WORK REQUEST
Search the data below for the word "builder" and copy each line that holds it.
DATASET START
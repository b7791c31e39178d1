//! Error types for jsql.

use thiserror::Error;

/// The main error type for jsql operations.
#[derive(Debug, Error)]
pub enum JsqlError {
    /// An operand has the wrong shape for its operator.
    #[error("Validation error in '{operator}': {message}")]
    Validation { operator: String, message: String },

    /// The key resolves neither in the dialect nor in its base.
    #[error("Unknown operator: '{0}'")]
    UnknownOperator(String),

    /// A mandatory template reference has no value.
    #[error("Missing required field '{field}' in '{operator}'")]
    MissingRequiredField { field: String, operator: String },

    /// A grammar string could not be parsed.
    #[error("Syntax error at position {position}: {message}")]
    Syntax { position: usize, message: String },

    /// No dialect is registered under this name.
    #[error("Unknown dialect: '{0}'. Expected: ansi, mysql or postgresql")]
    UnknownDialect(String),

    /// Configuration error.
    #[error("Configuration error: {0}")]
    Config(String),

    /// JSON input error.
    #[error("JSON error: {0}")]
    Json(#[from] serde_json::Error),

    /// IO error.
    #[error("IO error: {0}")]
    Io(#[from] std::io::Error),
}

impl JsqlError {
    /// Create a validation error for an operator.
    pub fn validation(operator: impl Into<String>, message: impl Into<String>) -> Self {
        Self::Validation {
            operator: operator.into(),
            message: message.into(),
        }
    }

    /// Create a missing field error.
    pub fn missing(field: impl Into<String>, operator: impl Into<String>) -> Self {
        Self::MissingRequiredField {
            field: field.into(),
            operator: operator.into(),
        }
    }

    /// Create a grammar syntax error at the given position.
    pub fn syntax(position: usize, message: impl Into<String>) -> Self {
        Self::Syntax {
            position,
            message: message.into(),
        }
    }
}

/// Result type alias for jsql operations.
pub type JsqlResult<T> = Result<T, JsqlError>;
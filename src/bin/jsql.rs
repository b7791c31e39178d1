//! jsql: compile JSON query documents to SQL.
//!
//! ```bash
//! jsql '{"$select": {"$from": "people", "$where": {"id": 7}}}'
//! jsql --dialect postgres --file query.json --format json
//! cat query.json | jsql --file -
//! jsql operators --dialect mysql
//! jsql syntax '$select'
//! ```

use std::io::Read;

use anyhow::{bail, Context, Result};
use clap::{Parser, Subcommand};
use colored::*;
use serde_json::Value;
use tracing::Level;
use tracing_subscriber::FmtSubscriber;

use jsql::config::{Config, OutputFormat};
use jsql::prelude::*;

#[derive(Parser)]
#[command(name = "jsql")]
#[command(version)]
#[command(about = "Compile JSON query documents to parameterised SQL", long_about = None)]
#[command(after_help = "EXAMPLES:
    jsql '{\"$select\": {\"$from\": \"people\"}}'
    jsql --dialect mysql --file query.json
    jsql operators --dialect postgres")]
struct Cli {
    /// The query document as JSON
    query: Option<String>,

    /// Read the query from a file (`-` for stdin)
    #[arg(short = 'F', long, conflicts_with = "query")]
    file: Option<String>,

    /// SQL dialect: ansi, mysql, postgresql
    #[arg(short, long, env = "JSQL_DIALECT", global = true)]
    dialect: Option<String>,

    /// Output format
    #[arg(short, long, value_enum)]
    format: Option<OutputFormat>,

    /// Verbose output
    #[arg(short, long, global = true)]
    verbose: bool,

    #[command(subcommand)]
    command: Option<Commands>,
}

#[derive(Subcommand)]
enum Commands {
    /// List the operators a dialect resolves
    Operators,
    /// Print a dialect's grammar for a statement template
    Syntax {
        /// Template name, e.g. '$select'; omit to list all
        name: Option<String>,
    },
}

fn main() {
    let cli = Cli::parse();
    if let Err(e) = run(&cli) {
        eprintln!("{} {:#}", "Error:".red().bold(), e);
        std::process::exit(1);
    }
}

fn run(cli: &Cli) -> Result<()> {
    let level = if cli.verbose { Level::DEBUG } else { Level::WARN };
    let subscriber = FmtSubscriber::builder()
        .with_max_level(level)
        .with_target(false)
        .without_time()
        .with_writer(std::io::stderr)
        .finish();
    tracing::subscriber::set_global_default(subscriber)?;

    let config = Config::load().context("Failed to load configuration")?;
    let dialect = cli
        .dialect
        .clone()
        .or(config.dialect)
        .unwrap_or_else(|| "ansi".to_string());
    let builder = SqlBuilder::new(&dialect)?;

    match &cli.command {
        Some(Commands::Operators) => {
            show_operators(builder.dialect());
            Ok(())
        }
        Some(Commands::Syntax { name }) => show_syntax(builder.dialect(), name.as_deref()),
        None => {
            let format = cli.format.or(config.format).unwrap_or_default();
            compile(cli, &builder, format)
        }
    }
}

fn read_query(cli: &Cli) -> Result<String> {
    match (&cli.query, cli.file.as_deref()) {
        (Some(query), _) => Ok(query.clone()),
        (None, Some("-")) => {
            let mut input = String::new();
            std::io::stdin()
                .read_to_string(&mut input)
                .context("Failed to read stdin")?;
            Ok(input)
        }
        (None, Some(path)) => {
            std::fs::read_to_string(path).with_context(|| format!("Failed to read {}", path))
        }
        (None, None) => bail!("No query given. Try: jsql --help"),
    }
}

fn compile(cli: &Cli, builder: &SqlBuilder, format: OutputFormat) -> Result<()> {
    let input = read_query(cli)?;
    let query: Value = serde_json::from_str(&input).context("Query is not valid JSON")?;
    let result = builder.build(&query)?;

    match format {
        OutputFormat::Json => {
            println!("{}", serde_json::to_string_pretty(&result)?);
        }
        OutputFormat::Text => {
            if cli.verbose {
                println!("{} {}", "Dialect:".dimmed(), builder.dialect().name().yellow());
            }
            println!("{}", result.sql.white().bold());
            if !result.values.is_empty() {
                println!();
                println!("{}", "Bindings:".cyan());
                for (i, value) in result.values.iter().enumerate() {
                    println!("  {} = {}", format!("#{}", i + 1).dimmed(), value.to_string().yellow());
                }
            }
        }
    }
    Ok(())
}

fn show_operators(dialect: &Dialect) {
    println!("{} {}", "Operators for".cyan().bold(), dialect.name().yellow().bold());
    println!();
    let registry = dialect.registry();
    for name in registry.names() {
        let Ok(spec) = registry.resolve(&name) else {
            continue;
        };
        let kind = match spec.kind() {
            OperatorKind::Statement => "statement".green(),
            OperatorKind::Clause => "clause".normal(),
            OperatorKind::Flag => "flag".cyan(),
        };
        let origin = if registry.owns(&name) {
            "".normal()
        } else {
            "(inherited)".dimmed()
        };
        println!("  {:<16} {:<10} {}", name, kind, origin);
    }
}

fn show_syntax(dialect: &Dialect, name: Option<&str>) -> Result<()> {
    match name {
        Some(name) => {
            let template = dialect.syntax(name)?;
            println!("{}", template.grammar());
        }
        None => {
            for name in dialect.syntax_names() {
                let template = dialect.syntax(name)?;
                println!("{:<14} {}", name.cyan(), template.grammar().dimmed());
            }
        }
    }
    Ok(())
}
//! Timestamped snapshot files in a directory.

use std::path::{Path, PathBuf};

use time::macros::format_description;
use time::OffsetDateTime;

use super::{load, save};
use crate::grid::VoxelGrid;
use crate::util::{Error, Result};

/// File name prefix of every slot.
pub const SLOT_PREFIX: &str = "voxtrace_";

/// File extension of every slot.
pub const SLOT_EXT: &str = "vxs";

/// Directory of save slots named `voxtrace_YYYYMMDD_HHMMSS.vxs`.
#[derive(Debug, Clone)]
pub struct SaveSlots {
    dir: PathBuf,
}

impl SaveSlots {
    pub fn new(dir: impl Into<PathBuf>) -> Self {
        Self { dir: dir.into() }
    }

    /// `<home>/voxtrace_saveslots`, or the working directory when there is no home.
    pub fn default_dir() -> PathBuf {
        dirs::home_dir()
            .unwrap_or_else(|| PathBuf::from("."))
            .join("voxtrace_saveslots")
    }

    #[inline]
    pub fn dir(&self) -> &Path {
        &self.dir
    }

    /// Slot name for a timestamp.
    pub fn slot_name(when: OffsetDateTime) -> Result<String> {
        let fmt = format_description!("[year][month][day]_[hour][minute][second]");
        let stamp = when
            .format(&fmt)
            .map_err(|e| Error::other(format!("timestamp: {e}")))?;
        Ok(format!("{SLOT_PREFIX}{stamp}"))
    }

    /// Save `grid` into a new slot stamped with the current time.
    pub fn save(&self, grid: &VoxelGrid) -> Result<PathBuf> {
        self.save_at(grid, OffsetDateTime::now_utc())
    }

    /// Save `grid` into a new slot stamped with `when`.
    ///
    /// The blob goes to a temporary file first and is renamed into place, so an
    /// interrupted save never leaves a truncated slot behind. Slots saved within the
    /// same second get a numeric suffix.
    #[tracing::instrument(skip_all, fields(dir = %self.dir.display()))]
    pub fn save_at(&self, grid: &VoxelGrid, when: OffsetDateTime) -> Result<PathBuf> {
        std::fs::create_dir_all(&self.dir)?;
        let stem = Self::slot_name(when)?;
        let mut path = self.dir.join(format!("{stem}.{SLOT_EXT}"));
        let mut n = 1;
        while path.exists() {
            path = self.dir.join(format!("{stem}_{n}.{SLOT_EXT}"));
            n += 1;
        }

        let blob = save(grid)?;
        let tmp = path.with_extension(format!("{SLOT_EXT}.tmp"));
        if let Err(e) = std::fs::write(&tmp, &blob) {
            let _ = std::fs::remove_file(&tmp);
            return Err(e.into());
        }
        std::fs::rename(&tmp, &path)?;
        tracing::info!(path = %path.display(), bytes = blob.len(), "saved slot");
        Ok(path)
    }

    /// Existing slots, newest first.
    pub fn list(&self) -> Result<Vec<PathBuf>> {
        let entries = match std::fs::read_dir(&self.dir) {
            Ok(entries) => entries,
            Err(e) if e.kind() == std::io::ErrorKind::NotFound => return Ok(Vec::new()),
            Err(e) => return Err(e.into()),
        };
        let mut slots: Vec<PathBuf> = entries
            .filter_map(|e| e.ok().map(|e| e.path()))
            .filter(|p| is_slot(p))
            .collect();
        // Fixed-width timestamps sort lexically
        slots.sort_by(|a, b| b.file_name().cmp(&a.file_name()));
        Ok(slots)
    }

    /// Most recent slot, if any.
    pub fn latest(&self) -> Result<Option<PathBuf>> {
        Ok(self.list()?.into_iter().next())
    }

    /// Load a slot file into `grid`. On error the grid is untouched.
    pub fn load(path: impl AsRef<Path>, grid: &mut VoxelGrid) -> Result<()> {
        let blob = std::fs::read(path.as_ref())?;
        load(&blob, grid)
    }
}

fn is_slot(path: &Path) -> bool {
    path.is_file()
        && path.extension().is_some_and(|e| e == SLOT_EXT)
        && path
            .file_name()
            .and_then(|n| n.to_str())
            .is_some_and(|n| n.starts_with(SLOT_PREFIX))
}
DATASET END
DATASET START
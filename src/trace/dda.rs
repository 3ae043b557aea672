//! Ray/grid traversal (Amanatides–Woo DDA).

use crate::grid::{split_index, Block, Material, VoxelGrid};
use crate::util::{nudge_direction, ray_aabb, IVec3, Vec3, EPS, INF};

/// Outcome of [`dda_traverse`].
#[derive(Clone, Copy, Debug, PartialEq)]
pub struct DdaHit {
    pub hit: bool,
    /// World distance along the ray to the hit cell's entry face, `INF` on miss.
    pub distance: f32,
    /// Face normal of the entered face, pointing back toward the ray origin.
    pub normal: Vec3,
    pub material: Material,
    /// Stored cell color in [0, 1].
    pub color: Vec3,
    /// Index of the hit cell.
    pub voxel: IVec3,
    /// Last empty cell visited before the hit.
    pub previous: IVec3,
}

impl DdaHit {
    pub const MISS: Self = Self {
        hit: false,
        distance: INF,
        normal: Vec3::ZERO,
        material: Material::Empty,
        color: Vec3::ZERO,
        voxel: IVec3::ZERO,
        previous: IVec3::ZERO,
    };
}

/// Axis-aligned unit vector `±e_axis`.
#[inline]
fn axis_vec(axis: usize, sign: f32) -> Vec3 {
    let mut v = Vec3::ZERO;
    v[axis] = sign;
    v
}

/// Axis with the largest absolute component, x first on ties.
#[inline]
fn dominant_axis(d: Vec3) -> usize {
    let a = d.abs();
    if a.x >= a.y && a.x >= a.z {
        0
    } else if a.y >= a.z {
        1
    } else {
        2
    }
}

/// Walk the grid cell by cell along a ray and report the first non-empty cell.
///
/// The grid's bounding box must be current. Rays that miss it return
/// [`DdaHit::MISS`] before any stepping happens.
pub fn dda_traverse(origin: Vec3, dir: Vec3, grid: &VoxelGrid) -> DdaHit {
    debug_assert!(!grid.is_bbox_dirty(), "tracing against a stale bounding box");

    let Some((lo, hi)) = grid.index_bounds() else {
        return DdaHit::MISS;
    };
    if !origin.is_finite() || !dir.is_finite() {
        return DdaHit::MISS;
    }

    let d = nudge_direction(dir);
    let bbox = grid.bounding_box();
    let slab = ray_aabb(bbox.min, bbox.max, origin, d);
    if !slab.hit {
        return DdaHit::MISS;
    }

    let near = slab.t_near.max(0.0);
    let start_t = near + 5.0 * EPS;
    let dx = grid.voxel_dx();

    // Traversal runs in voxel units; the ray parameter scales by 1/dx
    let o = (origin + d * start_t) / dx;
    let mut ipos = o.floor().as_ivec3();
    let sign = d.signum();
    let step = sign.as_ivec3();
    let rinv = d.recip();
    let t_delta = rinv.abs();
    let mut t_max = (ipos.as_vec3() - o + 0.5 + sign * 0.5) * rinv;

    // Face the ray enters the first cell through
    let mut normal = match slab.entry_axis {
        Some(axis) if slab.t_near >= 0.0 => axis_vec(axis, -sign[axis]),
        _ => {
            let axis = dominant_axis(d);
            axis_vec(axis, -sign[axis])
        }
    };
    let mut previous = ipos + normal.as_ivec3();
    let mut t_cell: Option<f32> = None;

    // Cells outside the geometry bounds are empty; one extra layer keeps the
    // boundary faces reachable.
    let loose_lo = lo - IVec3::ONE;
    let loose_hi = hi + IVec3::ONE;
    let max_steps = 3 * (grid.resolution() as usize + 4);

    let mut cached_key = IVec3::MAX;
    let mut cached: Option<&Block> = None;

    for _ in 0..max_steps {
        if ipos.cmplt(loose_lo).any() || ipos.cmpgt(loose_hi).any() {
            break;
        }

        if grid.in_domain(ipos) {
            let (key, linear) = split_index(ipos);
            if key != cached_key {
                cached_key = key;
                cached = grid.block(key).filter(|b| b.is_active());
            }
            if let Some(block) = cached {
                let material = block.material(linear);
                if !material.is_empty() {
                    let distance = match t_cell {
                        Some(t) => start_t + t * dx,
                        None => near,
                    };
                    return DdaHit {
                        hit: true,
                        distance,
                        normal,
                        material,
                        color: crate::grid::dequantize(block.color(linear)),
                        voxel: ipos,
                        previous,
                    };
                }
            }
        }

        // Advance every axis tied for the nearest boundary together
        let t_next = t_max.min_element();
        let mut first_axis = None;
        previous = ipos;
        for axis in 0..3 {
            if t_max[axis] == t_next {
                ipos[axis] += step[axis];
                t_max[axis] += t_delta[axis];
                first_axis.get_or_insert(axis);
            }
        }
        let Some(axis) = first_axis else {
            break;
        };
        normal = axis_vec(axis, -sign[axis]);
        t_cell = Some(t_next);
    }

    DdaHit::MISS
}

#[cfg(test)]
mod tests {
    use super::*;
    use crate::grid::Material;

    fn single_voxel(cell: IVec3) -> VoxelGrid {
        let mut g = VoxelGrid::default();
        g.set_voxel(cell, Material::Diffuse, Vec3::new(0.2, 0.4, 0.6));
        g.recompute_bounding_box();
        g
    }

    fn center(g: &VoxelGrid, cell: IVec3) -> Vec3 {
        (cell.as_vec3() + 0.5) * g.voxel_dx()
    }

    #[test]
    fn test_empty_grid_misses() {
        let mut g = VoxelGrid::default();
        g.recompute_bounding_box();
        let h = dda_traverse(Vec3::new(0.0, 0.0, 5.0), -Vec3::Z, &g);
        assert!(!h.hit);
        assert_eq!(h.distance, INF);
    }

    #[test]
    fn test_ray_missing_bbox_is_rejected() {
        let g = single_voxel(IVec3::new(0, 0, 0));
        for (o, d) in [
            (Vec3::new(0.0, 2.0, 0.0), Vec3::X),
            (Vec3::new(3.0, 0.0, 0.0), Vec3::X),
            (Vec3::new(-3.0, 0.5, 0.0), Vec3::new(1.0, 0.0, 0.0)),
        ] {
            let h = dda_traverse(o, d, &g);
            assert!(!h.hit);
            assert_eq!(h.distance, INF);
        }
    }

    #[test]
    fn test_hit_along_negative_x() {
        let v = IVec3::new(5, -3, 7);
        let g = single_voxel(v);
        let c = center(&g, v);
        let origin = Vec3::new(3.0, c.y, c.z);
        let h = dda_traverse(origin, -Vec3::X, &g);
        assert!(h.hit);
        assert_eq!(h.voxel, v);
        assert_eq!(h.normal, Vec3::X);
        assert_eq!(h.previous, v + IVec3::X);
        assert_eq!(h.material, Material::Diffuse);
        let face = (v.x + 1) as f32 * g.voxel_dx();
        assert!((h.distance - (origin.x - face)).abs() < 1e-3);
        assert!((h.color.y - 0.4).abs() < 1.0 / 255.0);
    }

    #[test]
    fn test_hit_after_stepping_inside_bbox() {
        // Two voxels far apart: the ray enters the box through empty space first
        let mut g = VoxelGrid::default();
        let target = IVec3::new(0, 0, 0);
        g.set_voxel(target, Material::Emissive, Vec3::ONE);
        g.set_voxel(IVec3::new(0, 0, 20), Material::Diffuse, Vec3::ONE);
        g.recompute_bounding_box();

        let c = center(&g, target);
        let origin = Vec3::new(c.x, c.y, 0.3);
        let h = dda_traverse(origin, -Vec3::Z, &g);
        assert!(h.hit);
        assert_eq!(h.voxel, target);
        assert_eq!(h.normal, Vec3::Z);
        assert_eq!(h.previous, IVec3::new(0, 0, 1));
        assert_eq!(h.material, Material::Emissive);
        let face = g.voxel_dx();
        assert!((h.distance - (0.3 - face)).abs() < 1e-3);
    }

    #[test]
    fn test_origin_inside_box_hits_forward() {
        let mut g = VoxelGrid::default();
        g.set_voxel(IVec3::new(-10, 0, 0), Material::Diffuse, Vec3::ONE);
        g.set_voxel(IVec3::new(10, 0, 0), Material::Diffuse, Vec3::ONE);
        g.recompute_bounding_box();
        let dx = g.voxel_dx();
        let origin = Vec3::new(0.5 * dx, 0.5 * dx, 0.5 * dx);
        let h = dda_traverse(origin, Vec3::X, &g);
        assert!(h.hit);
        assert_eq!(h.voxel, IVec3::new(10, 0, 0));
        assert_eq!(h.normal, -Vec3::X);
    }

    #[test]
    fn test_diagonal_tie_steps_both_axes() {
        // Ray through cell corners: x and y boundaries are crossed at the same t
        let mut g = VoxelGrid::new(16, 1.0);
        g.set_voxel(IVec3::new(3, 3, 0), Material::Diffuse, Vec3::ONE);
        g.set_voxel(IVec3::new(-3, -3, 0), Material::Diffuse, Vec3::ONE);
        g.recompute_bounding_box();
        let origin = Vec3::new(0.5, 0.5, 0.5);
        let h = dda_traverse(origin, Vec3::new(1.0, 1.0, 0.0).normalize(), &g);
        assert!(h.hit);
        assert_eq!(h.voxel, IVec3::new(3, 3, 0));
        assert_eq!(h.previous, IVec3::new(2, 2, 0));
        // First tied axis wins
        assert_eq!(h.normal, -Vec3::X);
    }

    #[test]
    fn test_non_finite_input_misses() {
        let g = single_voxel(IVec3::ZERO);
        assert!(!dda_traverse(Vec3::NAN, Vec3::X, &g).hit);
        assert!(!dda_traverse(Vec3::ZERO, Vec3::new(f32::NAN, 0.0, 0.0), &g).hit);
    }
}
DATASET END
REPLY TO THE EXERCISE
    let subscriber = FmtSubscriber::builder()
    let builder = SqlBuilder::new(&dialect)?;
            show_operators(builder.dialect());
        Some(Commands::Syntax { name }) => show_syntax(builder.dialect(), name.as_deref()),
            compile(cli, &builder, format)
fn compile(cli: &Cli, builder: &SqlBuilder, format: OutputFormat) -> Result<()> {
    let result = builder.build(&query)?;
                println!("{} {}", "Dialect:".dimmed(), builder.dialect().name().yellow());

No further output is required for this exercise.